All I remember making when I was a kid was those mountain things in water. Okay, not mountains – stalactites.
It's time for slime!
It's a type of elastic play-doh. They squeeze it, stretch it, and make objects like snakes, starfish, birds, cookies, etc. with it. Since they make it themselves, it's extra fun. It doesn't cost but a few cents to make and you can toss it when the fun is done.
Soon you'll have grandkids and all the motivation in the world to help them make slime.
Very impressive that slime was made so very neatly!
I'm hoping to have a grandkiddo old enough to do these sorts of projects with in the next couple of years. Looks like a good time was had by all.
Up here we just toss a quart of slugs in the blender….
I have one girl yet unmarried. Otherwise, I think we're stuck at 8.
Always the practical person.
And fun was had…LOL
When that time comes I'll need your awfullest slime recipes.
And you shall have them. Put it on your hands when you dole out candy on Halloween…
Yes, but I'm also working on your project. Almost complete.
As the science geek that I am, I'm loving this comment a lot. I went though it with my girls and it was the best of times. We bonded over slime and erupting volcanoes… but that's another story.
Well – that makes sense.
Fun with kitchen science and children teaches them the basic tenants of combining disparate compounds to make another one. When they get into the granularity of that, and how it actually works, I think that the hands-on that they had is one of those ah-ha moments.

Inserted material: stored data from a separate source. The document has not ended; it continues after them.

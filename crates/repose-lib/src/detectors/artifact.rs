use crate::{config::ArtifactConfig, signal::RRSeries};
use serde::{Deserialize, Serialize};

#[derive(Debug, Clone, Copy, PartialEq, Eq, Hash, Serialize, Deserialize)]
#[serde(rename_all = "snake_case")]
pub enum ArtifactKind {
    None,
    /// Interval outside the physiological range.
    Technical,
    Ectopic,
    /// Interval too long, usually an undetected beat.
    Missed,
    /// Interval far too short, usually a double detection.
    Extra,
}

/// Per-beat classification, index-aligned with the series it describes.
#[derive(Debug, Clone, Copy, PartialEq, Serialize, Deserialize)]
pub struct ArtifactFlag {
    pub is_artifact: bool,
    pub kind: ArtifactKind,
    pub confidence: f64,
    pub corrected: bool,
}

impl ArtifactFlag {
    pub const fn clean() -> Self {
        Self {
            is_artifact: false,
            kind: ArtifactKind::None,
            confidence: 0.0,
            corrected: false,
        }
    }

    pub fn artifact(kind: ArtifactKind, confidence: f64) -> Self {
        Self {
            is_artifact: true,
            kind,
            confidence: confidence.clamp(0.0, 1.0),
            corrected: false,
        }
    }

    /// Marks a repaired beat; the original kind and confidence stay for audit.
    pub fn into_corrected(self) -> Self {
        Self {
            is_artifact: false,
            corrected: true,
            ..self
        }
    }
}

impl Default for ArtifactFlag {
    fn default() -> Self {
        Self::clean()
    }
}

#[derive(Debug, Clone, Default, PartialEq, Serialize, Deserialize)]
pub struct ArtifactSummary {
    pub total: usize,
    pub artifacts: usize,
    pub technical: usize,
    pub ectopic: usize,
    pub missed: usize,
    pub extra: usize,
    pub corrected: usize,
    pub rate: f64,
}

impl ArtifactSummary {
    pub fn from_flags(flags: &[ArtifactFlag]) -> Self {
        let mut summary = ArtifactSummary {
            total: flags.len(),
            ..Default::default()
        };
        for flag in flags {
            if flag.corrected {
                summary.corrected += 1;
            }
            if !flag.is_artifact {
                continue;
            }
            summary.artifacts += 1;
            match flag.kind {
                ArtifactKind::Technical => summary.technical += 1,
                ArtifactKind::Ectopic => summary.ectopic += 1,
                ArtifactKind::Missed => summary.missed += 1,
                ArtifactKind::Extra => summary.extra += 1,
                ArtifactKind::None => {}
            }
        }
        summary.rate = if summary.total > 0 {
            summary.artifacts as f64 / summary.total as f64
        } else {
            0.0
        };
        summary
    }
}

/// Classify every beat of a recording. Always a full pass.
pub fn detect_artifacts(series: &RRSeries, cfg: &ArtifactConfig) -> Vec<ArtifactFlag> {
    detect_artifacts_in(&series.values(), cfg)
}

/// Classify raw interval values (ms) against a centered rolling median.
pub fn detect_artifacts_in(values: &[f64], cfg: &ArtifactConfig) -> Vec<ArtifactFlag> {
    let medians = rolling_median(values, cfg.median_window);
    values
        .iter()
        .zip(medians.iter())
        .map(|(&value, &median)| classify_beat(value, median, cfg))
        .collect()
}

fn classify_beat(value: f64, median: f64, cfg: &ArtifactConfig) -> ArtifactFlag {
    if !(cfg.min_rr_ms..=cfg.max_rr_ms).contains(&value) {
        return ArtifactFlag::artifact(ArtifactKind::Technical, 1.0);
    }
    if median <= 0.0 {
        return ArtifactFlag::clean();
    }
    let ratio = (value - median).abs() / median;
    if value < median * (1.0 - cfg.extra_threshold) {
        if value < median * 0.5 {
            return ArtifactFlag::artifact(
                ArtifactKind::Extra,
                (ratio / cfg.extra_threshold).min(1.0),
            );
        }
        if ratio > cfg.ectopic_threshold {
            return ArtifactFlag::artifact(
                ArtifactKind::Ectopic,
                (ratio / cfg.ectopic_threshold).min(1.0),
            );
        }
        return ArtifactFlag::clean();
    }
    if value > median * (1.0 + cfg.missed_threshold) {
        return ArtifactFlag::artifact(
            ArtifactKind::Missed,
            (ratio / cfg.missed_threshold).min(1.0),
        );
    }
    if ratio > cfg.ectopic_threshold {
        return ArtifactFlag::artifact(
            ArtifactKind::Ectopic,
            (ratio / cfg.ectopic_threshold).min(1.0),
        );
    }
    ArtifactFlag::clean()
}

/// Centered rolling median; windows shrink at the edges.
pub fn rolling_median(values: &[f64], window: usize) -> Vec<f64> {
    let window = window.max(1);
    let back = window / 2;
    let fwd = window - back;
    let mut scratch = Vec::with_capacity(window);
    (0..values.len())
        .map(|idx| {
            let start = idx.saturating_sub(back);
            let end = values.len().min(idx + fwd);
            scratch.clear();
            scratch.extend_from_slice(&values[start..end]);
            median_in_place(&mut scratch).unwrap_or(values[idx])
        })
        .collect()
}

/// Median of a scratch buffer; reorders it.
pub(crate) fn median_in_place(values: &mut [f64]) -> Option<f64> {
    if values.is_empty() {
        return None;
    }
    values.sort_by(|a, b| a.total_cmp(b));
    let mid = values.len() / 2;
    Some(if values.len() % 2 == 0 {
        (values[mid - 1] + values[mid]) / 2.0
    } else {
        values[mid]
    })
}
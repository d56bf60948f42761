use crate::signal::RRSeries;
use anyhow::{Context, Result};

/// Parse newline-delimited RR intervals in ms, ignoring blank/comment lines.
///
/// Beat timestamps are accumulated from the intervals, starting at zero.
pub fn parse_rr_intervals(text: &str) -> Result<Vec<u32>> {
    let mut out = Vec::new();
    for (idx, line) in text.lines().enumerate() {
        let trimmed = line.trim();
        if trimmed.is_empty() || trimmed.starts_with('#') {
            continue;
        }
        let val: f64 = trimmed
            .parse()
            .with_context(|| format!("line {} is not a number: {}", idx + 1, trimmed))?;
        if !val.is_finite() || val < 0.0 || val > u32::MAX as f64 {
            anyhow::bail!("line {} is not a valid interval: {}", idx + 1, trimmed);
        }
        out.push(val.round() as u32);
    }
    if out.is_empty() {
        anyhow::bail!("no RR intervals found");
    }
    Ok(out)
}

pub fn parse_rr_series(text: &str) -> Result<RRSeries> {
    Ok(RRSeries::from_intervals(&parse_rr_intervals(text)?))
}

#[cfg(test)]
mod tests {
    use super::*;

    #[test]
    fn comments_and_blanks_are_skipped() {
        let series = parse_rr_series("# night\n800\n\n 900.4 \n# end\n1000\n").unwrap();
        let rr: Vec<u32> = series.points.iter().map(|p| p.rr_ms).collect();
        assert_eq!(rr, vec![800, 900, 1000]);
        assert_eq!(series.end_ms(), Some(2700));
    }

    #[test]
    fn bad_line_is_reported_with_its_number() {
        let err = parse_rr_intervals("800\nabc\n").unwrap_err();
        assert!(err.to_string().contains("line 2"));
        assert!(parse_rr_intervals("800\n-5\n").is_err());
    }

    #[test]
    fn empty_input_is_an_error() {
        assert!(parse_rr_intervals("# nothing\n\n").is_err());
    }
}
fn check_alignment(series: &RRSeries, flags: &[ArtifactFlag]) -> Result<()> {
    if series.len() == flags.len() {
        Ok(())
    } else {
        Err(AnalysisError::MisalignedFlags {
            values: series.len(),
            flags: flags.len(),
        })
    }
}

/// Highest-scoring candidate; ties keep the earliest.
fn best_by<'c>(
    candidates: impl Iterator<Item = &'c CandidateWindow>,
    score: impl Fn(&CandidateWindow) -> f64,
) -> Option<&'c CandidateWindow> {
    let mut best: Option<(&CandidateWindow, f64)> = None;
    for candidate in candidates {
        let value = score(candidate);
        if best.map_or(true, |(_, top)| value > top) {
            best = Some((candidate, value));
        }
    }
    best.map(|(candidate, _)| candidate)
}
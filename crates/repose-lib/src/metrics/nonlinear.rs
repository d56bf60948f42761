use super::{
    dfa::{dfa, Dfa},
    mean_sd,
};
use crate::{config::NonlinearConfig, outcome::Outcome};
use serde::{Deserialize, Serialize};

#[derive(Debug, Clone, PartialEq, Serialize, Deserialize)]
pub struct Nonlinear {
    pub sd1: f64,
    pub sd2: f64,
    pub sd1_sd2: Option<f64>,
    /// Absent when no template pair matches.
    pub sample_entropy: Option<f64>,
    pub approximate_entropy: f64,
    pub dfa: Option<Dfa>,
}

/// Poincaré descriptors, entropies and DFA over clean interval values.
pub fn nonlinear(values: &[f64], cfg: &NonlinearConfig) -> Outcome<Nonlinear> {
    let m = cfg.entropy_m;
    let required = (m + 2).max(3);
    if values.len() < required {
        return Outcome::too_few(required, values.len());
    }
    let (sd1, sd2) = poincare(values);
    let sdnn = mean_sd(values).map(|(_, sd)| sd).unwrap_or(0.0);
    let r = cfg.entropy_r * sdnn;
    Outcome::Found(Nonlinear {
        sd1,
        sd2,
        sd1_sd2: (sd2 > 0.0).then(|| sd1 / sd2),
        sample_entropy: sample_entropy(values, m, r),
        approximate_entropy: approximate_entropy(values, m, r),
        dfa: dfa(values, &cfg.dfa).found(),
    })
}

/// SD1 from successive differences, SD2 from SDNN and SD1.
pub fn poincare(values: &[f64]) -> (f64, f64) {
    let diffs: Vec<f64> = values.windows(2).map(|w| w[1] - w[0]).collect();
    let sd1 = mean_sd(&diffs)
        .map(|(_, sd)| (sd * sd / 2.0).sqrt())
        .unwrap_or(0.0);
    let sdnn = mean_sd(values).map(|(_, sd)| sd).unwrap_or(0.0);
    let sd2 = (2.0 * sdnn * sdnn - sd1 * sd1).max(0.0).sqrt();
    (sd1, sd2)
}

fn sample_entropy(data: &[f64], m: usize, r: f64) -> Option<f64> {
    if data.len() < m + 2 {
        return None;
    }
    let templates = data.len() - m;
    let mut count_m = 0u64;
    let mut count_m1 = 0u64;
    for i in 0..templates {
        for j in (i + 1)..templates {
            if max_diff(data, i, j, m) <= r {
                count_m += 1;
                if max_diff(data, i, j, m + 1) <= r {
                    count_m1 += 1;
                }
            }
        }
    }
    if count_m == 0 || count_m1 == 0 {
        None
    } else {
        Some(-(count_m1 as f64 / count_m as f64).ln())
    }
}

fn approximate_entropy(data: &[f64], m: usize, r: f64) -> f64 {
    phi(data, m, r) - phi(data, m + 1, r)
}

fn phi(data: &[f64], m: usize, r: f64) -> f64 {
    let templates = data.len() + 1 - m;
    let total: f64 = (0..templates)
        .map(|i| {
            let matches = (0..templates)
                .filter(|&j| max_diff(data, i, j, m) <= r)
                .count();
            (matches as f64 / templates as f64).ln()
        })
        .sum();
    total / templates as f64
}

fn max_diff(data: &[f64], i: usize, j: usize, length: usize) -> f64 {
    data[i..i + length]
        .iter()
        .zip(data[j..j + length].iter())
        .map(|(a, b)| (a - b).abs())
        .fold(0.0, f64::max)
}

#[cfg(test)]
mod tests {
    use super::*;
    use crate::metrics::assert_close;
    use crate::outcome::Insufficient;
    use rand::{rngs::StdRng, Rng, SeedableRng};

    #[test]
    fn poincare_closed_form() {
        let (sd1, sd2) = poincare(&[800.0, 820.0, 810.0, 830.0, 800.0]);
        assert_close(sd1, 300f64.sqrt(), 1e-12);
        assert_close(sd2, 40f64.sqrt(), 1e-12);
    }

    #[test]
    fn constant_series_is_all_zero() {
        let out = nonlinear(&[950.0; 100], &NonlinearConfig::default())
            .found()
            .unwrap();
        assert_eq!(out.sd1, 0.0);
        assert_eq!(out.sd2, 0.0);
        assert_eq!(out.sd1_sd2, None);
        assert_eq!(out.sample_entropy, Some(0.0));
        assert_eq!(out.approximate_entropy, 0.0);
        let dfa = out.dfa.unwrap();
        assert_eq!(dfa.alpha1.alpha, 0.0);
    }

    #[test]
    fn periodic_series_is_fully_regular() {
        let values: Vec<f64> = (0..100).map(|i| if i % 2 == 0 { 800.0 } else { 900.0 }).collect();
        let out = nonlinear(&values, &NonlinearConfig::default()).found().unwrap();
        assert_eq!(out.sample_entropy, Some(0.0));
        assert!(out.sd1 > 70.0);
        assert!(out.sd2.is_finite());
    }

    #[test]
    fn white_noise_is_irregular() {
        let mut rng = StdRng::seed_from_u64(3);
        let values: Vec<f64> = (0..1000).map(|_| 900.0 + rng.gen_range(-50.0..50.0)).collect();
        let out = nonlinear(&values, &NonlinearConfig::default()).found().unwrap();
        let sampen = out.sample_entropy.unwrap();
        assert!((1.8..2.6).contains(&sampen), "sampen = {sampen}");
        assert!(out.approximate_entropy > 0.8);
    }

    #[test]
    fn sample_entropy_absent_without_matches() {
        assert_eq!(sample_entropy(&[0.0, 10.0, 20.0, 30.0, 40.0], 2, 1.0), None);
    }

    #[test]
    fn too_short_is_insufficient() {
        assert_eq!(
            nonlinear(&[800.0, 810.0, 820.0], &NonlinearConfig::default()).reason(),
            Some(Insufficient::TooFewBeats {
                required: 4,
                available: 3
            })
        );
    }
}
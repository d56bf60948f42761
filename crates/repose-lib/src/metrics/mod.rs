pub mod ans;
pub mod dfa;
pub mod frequency;
pub mod nonlinear;
pub mod time;

pub use ans::{
    readiness_score, stress_index, AnsIndices, Readiness, ReadinessContext, ReadinessInputs,
};
pub use dfa::{dfa, Dfa, ScalingExponent};
pub use frequency::{frequency_domain, FrequencyDomain, PlanCache};
pub use nonlinear::{nonlinear, poincare, Nonlinear};
pub use time::{time_domain, HrSource, TimeDomain};

/// Mean and sample standard deviation; `None` for fewer than two values.
pub(crate) fn mean_sd(values: &[f64]) -> Option<(f64, f64)> {
    if values.len() < 2 {
        return None;
    }
    let n = values.len() as f64;
    let mean = values.iter().sum::<f64>() / n;
    let var = values.iter().map(|v| (v - mean).powi(2)).sum::<f64>() / (n - 1.0);
    Some((mean, var.sqrt()))
}

/// RMSSD of consecutive values; 0 for fewer than two values.
pub(crate) fn rmssd(values: &[f64]) -> f64 {
    if values.len() < 2 {
        return 0.0;
    }
    let sum: f64 = values.windows(2).map(|w| (w[1] - w[0]).powi(2)).sum();
    (sum / (values.len() - 1) as f64).sqrt()
}

#[cfg(test)]
pub(crate) fn assert_close(actual: f64, expected: f64, rel_tol: f64) {
    let tol = expected.abs().max(1.0) * rel_tol;
    let diff = (actual - expected).abs();
    assert!(
        diff <= tol,
        "expected {expected}, got {actual} (diff {diff} > tol {tol})"
    );
}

If they keep playing with it and store it in plastic baggies, it will last months, though – with the continued consistency of slime.
Sweet pics. Of course there's slime and "slime." The kids were playing with the fun stuff, the other sort should be behind bars but somehow they're sitting in the Senate and Congress. Or, like a famous old slime hag, "lost in the woods."
Thanks for the formula!
I'll store it away until our grandson is old enough to have fun with it….
I wonder if a child, experimenting with common items in the kitchen threw them into an outhouse one day – and Hillary emerged? I'm not saying that's how it happened, but I refuse to discount the possibility.
I'm sure that your grandson will make a wonderful scientist one day.
Ah-ha moments and granularity… now that makes for an interesting blog comment.
Breakfast fun?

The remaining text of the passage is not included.